Existe-t-il des miroirs plus déformants que ces reflets que nous offrons à la vue de tous, que ce soit sur Internet ou en bonne société ?
Ainsi, un blog comme celui-ci est un miroir redoutablement déformant une fois entre les "bonnes" mains. La maîtrise de la langue est pour ainsi dire l'outil le plus radical pour falsifier son apparence, sa personnalité. Elle est tel un flou artistique ou un miroir convexe : une fois maîtrisée, celle-ci déforme les aspects que l'on souhaite déformer jusqu'à rendre méconnaissable l'auteur, jusqu'à même le masquer derrière de splendides oripeaux aussi factices que séduisants.
Mais qu'en est-il en société ? N'étant guère adepte des soirées mondaines, et même plus proche de l'ours dans sa grotte au fin fond des bois que de tout autre animal, je ne saurais que témoigner du comportement d'autrui en de telles situations.
Au vu de la nécessité de briller, de ne présenter aucune aspérité, de garder les "bonnes convenances" en toutes circonstances, il est évident que la tentation de contrefaire sa personnalité, ses idées et ses envies est grande.
Ainsi l'on voit, dans ces soirées mondaines, des coqs qui caracolent, des paons qui déploient leur roue, de grands félins grondant dans de grandes farandoles... Mais aucune trace de sensibilité, de vulnérabilité ou d'hésitation.

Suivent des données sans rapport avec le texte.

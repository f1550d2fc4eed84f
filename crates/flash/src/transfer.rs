//! Card-to-flash track transfer
//!
//! ```text
//! open "<n>.ULV"
//! read chunk 0 ─→ parse header, patch sentinel to 0xFF, erase ⌈(L+4)/64K⌉ blocks
//! every chunk  ─→ stream into 256-byte page programs
//! short chunk  ─→ program the true sentinel at offset 3   (commit)
//! ```
//!
//! The restart signal is checked before every erase, every card read and
//! every programmed byte. An interrupted or failed transfer leaves the
//! sentinel at `0xFF`, which playback refuses.

use embedded_hal::digital::OutputPin;
use embedded_hal::spi::SpiBus as HalSpiBus;
use platform::config::{FLASH_PAGE_LEN, TRANSFER_CHUNK_LEN};
use platform::{ControlState, Storage};
use track::{erase_blocks_for, TrackHeader, TrackId, HEADER_LEN, SENTINEL_OFFSET, SENTINEL_PENDING};

use crate::nor::PageProgram;
use crate::{FlashError, NorFlash};

#[allow(clippy::cast_possible_truncation)]
const PAGE_LEN: u32 = FLASH_PAGE_LEN as u32;

/// Transfer errors
#[derive(Debug, Clone, Copy, PartialEq, Eq)]
#[cfg_attr(feature = "defmt", derive(defmt::Format))]
pub enum TransferError {
    /// The track file could not be opened
    NotFound,
    /// Reading the track file failed
    SourceIo,
    /// The restart signal was raised
    Interrupted,
    /// The file is shorter or longer than its header says
    InvalidHeader,
    /// The image does not fit the flash
    TooLarge,
    /// The flash failed
    Flash(FlashError),
}

impl From<FlashError> for TransferError {
    fn from(err: FlashError) -> Self {
        Self::Flash(err)
    }
}

impl core::fmt::Display for TransferError {
    fn fmt(&self, f: &mut core::fmt::Formatter<'_>) -> core::fmt::Result {
        match self {
            Self::NotFound => write!(f, "Track file not found"),
            Self::SourceIo => write!(f, "Track file read failed"),
            Self::Interrupted => write!(f, "Transfer interrupted"),
            Self::InvalidHeader => write!(f, "Track length does not match its header"),
            Self::TooLarge => write!(f, "Track does not fit the flash"),
            Self::Flash(err) => write!(f, "Transfer flash error: {err}"),
        }
    }
}

#[cfg(feature = "std")]
impl std::error::Error for TransferError {}

/// Progress callbacks, used to drive the indicator lines.
pub trait TransferObserver {
    /// The header was accepted; erasing starts.
    fn on_start(&mut self, _header: TrackHeader) {}

    /// Block `block` has been erased.
    fn on_block_erased(&mut self, _block: u32) {}

    /// All blocks are erased; writing starts.
    fn on_erase_complete(&mut self) {}

    /// A chunk of `len` bytes has been programmed.
    fn on_chunk_written(&mut self, _len: usize) {}

    /// The sentinel has been written.
    fn on_commit(&mut self) {}
}

/// Observer that ignores progress.
pub struct NoProgress;

impl TransferObserver for NoProgress {}

/// Bookkeeping for one copy.
#[derive(Debug, Clone, PartialEq, Eq)]
#[cfg_attr(feature = "defmt", derive(defmt::Format))]
pub struct TransferSession {
    header: Option<TrackHeader>,
    pending_erase_blocks: u32,
    next_page_address: u32,
    page_remaining: u32,
    written: u64,
}

impl Default for TransferSession {
    fn default() -> Self {
        Self::new()
    }
}

impl TransferSession {
    /// A session with nothing received yet.
    pub const fn new() -> Self {
        Self {
            header: None,
            pending_erase_blocks: 0,
            next_page_address: 0,
            page_remaining: 0,
            written: 0,
        }
    }

    /// Header of the image being copied, once the first chunk is in.
    pub fn header(&self) -> Option<TrackHeader> {
        self.header
    }

    /// Erase blocks not yet erased.
    pub fn pending_erase_blocks(&self) -> u32 {
        self.pending_erase_blocks
    }

    /// Start address of the next page to open.
    pub fn next_page_address(&self) -> u32 {
        self.next_page_address
    }

    /// Bytes left in the current page.
    pub fn bytes_remaining_in_current_page(&self) -> u32 {
        self.page_remaining
    }

    /// Image bytes programmed so far.
    pub fn written(&self) -> u64 {
        self.written
    }

    /// Accept the first chunk: parse the header, replace the sentinel with
    /// `0xFF` in `chunk`, and erase the blocks the image will occupy.
    pub fn begin<SPI, CS>(
        &mut self,
        flash: &NorFlash<'_, SPI, CS>,
        chunk: &mut [u8],
        control: &ControlState,
        observer: &mut impl TransferObserver,
    ) -> Result<TrackHeader, TransferError>
    where
        SPI: HalSpiBus<u8>,
        CS: OutputPin,
    {
        let bytes = chunk
            .get(..HEADER_LEN)
            .and_then(|head| <[u8; HEADER_LEN]>::try_from(head).ok())
            .ok_or(TransferError::InvalidHeader)?;
        let header = TrackHeader::from_bytes(bytes);
        if header.image_len() > u64::from(flash.capacity()) {
            return Err(TransferError::TooLarge);
        }
        if let Some(sentinel) = chunk.get_mut(SENTINEL_OFFSET) {
            *sentinel = SENTINEL_PENDING;
        }

        *self = Self::new();
        self.header = Some(header);
        self.pending_erase_blocks = erase_blocks_for(header.payload_len());
        observer.on_start(header);

        #[cfg(feature = "defmt")]
        defmt::info!(
            "transfer: {} bytes, {} blocks",
            header.payload_len(),
            self.pending_erase_blocks
        );

        let mut block = 0;
        while self.pending_erase_blocks > 0 {
            if control.restart_requested() {
                return Err(TransferError::Interrupted);
            }
            flash.erase_block(block)?;
            observer.on_block_erased(block);
            self.pending_erase_blocks = self.pending_erase_blocks.saturating_sub(1);
            block = block.saturating_add(1);
        }
        observer.on_erase_complete();
        Ok(header)
    }

    /// Program `chunk` at the current position.
    pub fn write_chunk<SPI, CS>(
        &mut self,
        flash: &NorFlash<'_, SPI, CS>,
        chunk: &[u8],
        control: &ControlState,
        observer: &mut impl TransferObserver,
    ) -> Result<(), TransferError>
    where
        SPI: HalSpiBus<u8>,
        CS: OutputPin,
    {
        let header = self.header.ok_or(TransferError::InvalidHeader)?;
        let len = u64::try_from(chunk.len()).map_err(|_| TransferError::InvalidHeader)?;
        if self.written.saturating_add(len) > header.image_len() {
            return Err(TransferError::InvalidHeader);
        }

        let mut program: Option<PageProgram<'_, SPI, CS>> = None;
        for &byte in chunk {
            if control.restart_requested() {
                return Err(TransferError::Interrupted);
            }
            if program.is_none() || self.page_remaining == 0 {
                // Close the previous page before the next wait-ready.
                drop(program.take());
                program = Some(self.open_page(flash)?);
            }
            if let Some(page) = program.as_mut() {
                page.push(byte)?;
            }
            self.page_remaining = self.page_remaining.saturating_sub(1);
            self.written = self.written.saturating_add(1);
        }
        drop(program);
        observer.on_chunk_written(chunk.len());
        Ok(())
    }

    /// Write the true sentinel, making the image visible to playback.
    pub fn commit<SPI, CS>(
        &mut self,
        flash: &NorFlash<'_, SPI, CS>,
        observer: &mut impl TransferObserver,
    ) -> Result<(), TransferError>
    where
        SPI: HalSpiBus<u8>,
        CS: OutputPin,
    {
        let header = self.header.ok_or(TransferError::InvalidHeader)?;
        if self.written != header.image_len() {
            return Err(TransferError::InvalidHeader);
        }
        #[allow(clippy::cast_possible_truncation)]
        flash.program(SENTINEL_OFFSET as u32, &[header.sentinel()])?;
        flash.wait_ready()?;
        observer.on_commit();

        #[cfg(feature = "defmt")]
        defmt::info!("transfer committed");
        Ok(())
    }

    fn open_page<'a, SPI, CS>(
        &mut self,
        flash: &NorFlash<'a, SPI, CS>,
    ) -> Result<PageProgram<'a, SPI, CS>, FlashError>
    where
        SPI: HalSpiBus<u8>,
        CS: OutputPin,
    {
        if self.page_remaining == 0 {
            // Crossed into a fresh page.
            let page = flash.begin_program(self.next_page_address)?;
            self.next_page_address = self.next_page_address.saturating_add(PAGE_LEN);
            self.page_remaining = PAGE_LEN;
            Ok(page)
        } else {
            // Resuming a page left open at a chunk boundary.
            let address = self.next_page_address.saturating_sub(self.page_remaining);
            flash.begin_program(address)
        }
    }
}

/// Copy track `track` from the card into flash and commit it.
///
/// `storage` must already be mounted. Returns the committed header.
pub fn transfer_track<SPI, CS, S>(
    flash: &NorFlash<'_, SPI, CS>,
    storage: &mut S,
    track: TrackId,
    control: &ControlState,
    observer: &mut impl TransferObserver,
) -> Result<TrackHeader, TransferError>
where
    SPI: HalSpiBus<u8>,
    CS: OutputPin,
    S: Storage,
{
    storage
        .open(track.file_name().as_str())
        .map_err(|_| TransferError::NotFound)?;

    let mut session = TransferSession::new();
    #[allow(clippy::large_stack_arrays)]
    let mut chunk = [0u8; TRANSFER_CHUNK_LEN];
    loop {
        if control.restart_requested() {
            return Err(TransferError::Interrupted);
        }
        let count = storage.read(&mut chunk).map_err(|_| TransferError::SourceIo)?;
        let data = chunk.get_mut(..count).ok_or(TransferError::SourceIo)?;
        if session.header().is_none() {
            session.begin(flash, data, control, observer)?;
        }
        session.write_chunk(flash, data, control, observer)?;
        if count < TRANSFER_CHUNK_LEN {
            break;
        }
    }
    session.commit(flash, observer)?;
    session.header().ok_or(TransferError::InvalidHeader)
}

La bonne société n'admet que cela : la force, la volonté, le courage. Valeurs cardinales érigées en impératifs absolus... Au point d'en nier les faiblesses, les fragilités et les sentiments...
Tout ceci est finalement peu différent, sur ce blog. Ici non plus aucune aspérité, seulement le chatoyant et le luisant, caractéristiques communes des lieux où l'apparence compte et des périodes de l'année où vérité et amertume sont à la fois rejetées.
N'est-ce qu'un hasard si plateaux de télévision et sapins de Noël partagent une même passion pour la chatoyance et l'illumination à outrance, jusqu'à ce que certains spectateurs en frisent le malaise ?
Il serait tout à fait pertinent de relever une certaine tendance ignacienne à rejeter les ors et les honneurs, comme s'il s'agissait de souillures en soi, dans le sous-texte de ce billet...
Mais pour reprendre les mots d'un grand auteur catholique du XXe siècle qui n'aurait certes pas rejeté une éducation jésuite :
Tout ce qui est or ne brille pas...
Et s'il est vrai que la contrefaçon des apparences n'est que peu de mon goût (ce qui est certes une façon ironiquement convenue et hypocrite de me présenter sous un jour aussi favorable, vous en conviendrez) et pourtant presque systématiquement une règle que moi-même j'applique en public, quitte à me mentir moi-même...
... Il reste encore la photo pour développer une idée et son opposé.
Car qui croirait au miroir déformant que me tendait cette boule brillante complètement abîmée ?
Même vous qui ignorez mon apparence le voyez clairement : Cette photo ne me montre pas. Elle ne montre que ce que j'ai voulu vous montrer.
Cette image est donc un avertissement face au brillant de ce coin d'internet...
Tout ce qui est or ne brille pas...
Il m'est arrivé de dire à certains élèves très doués en Français :"Ecrire, c'est mentir", non pour qu'ils comprennent tout de suite mais pour que plus tard ils réalisent que dès que l'on couche un mot sur l'écran de son traitement de texte, on travestit la réalité.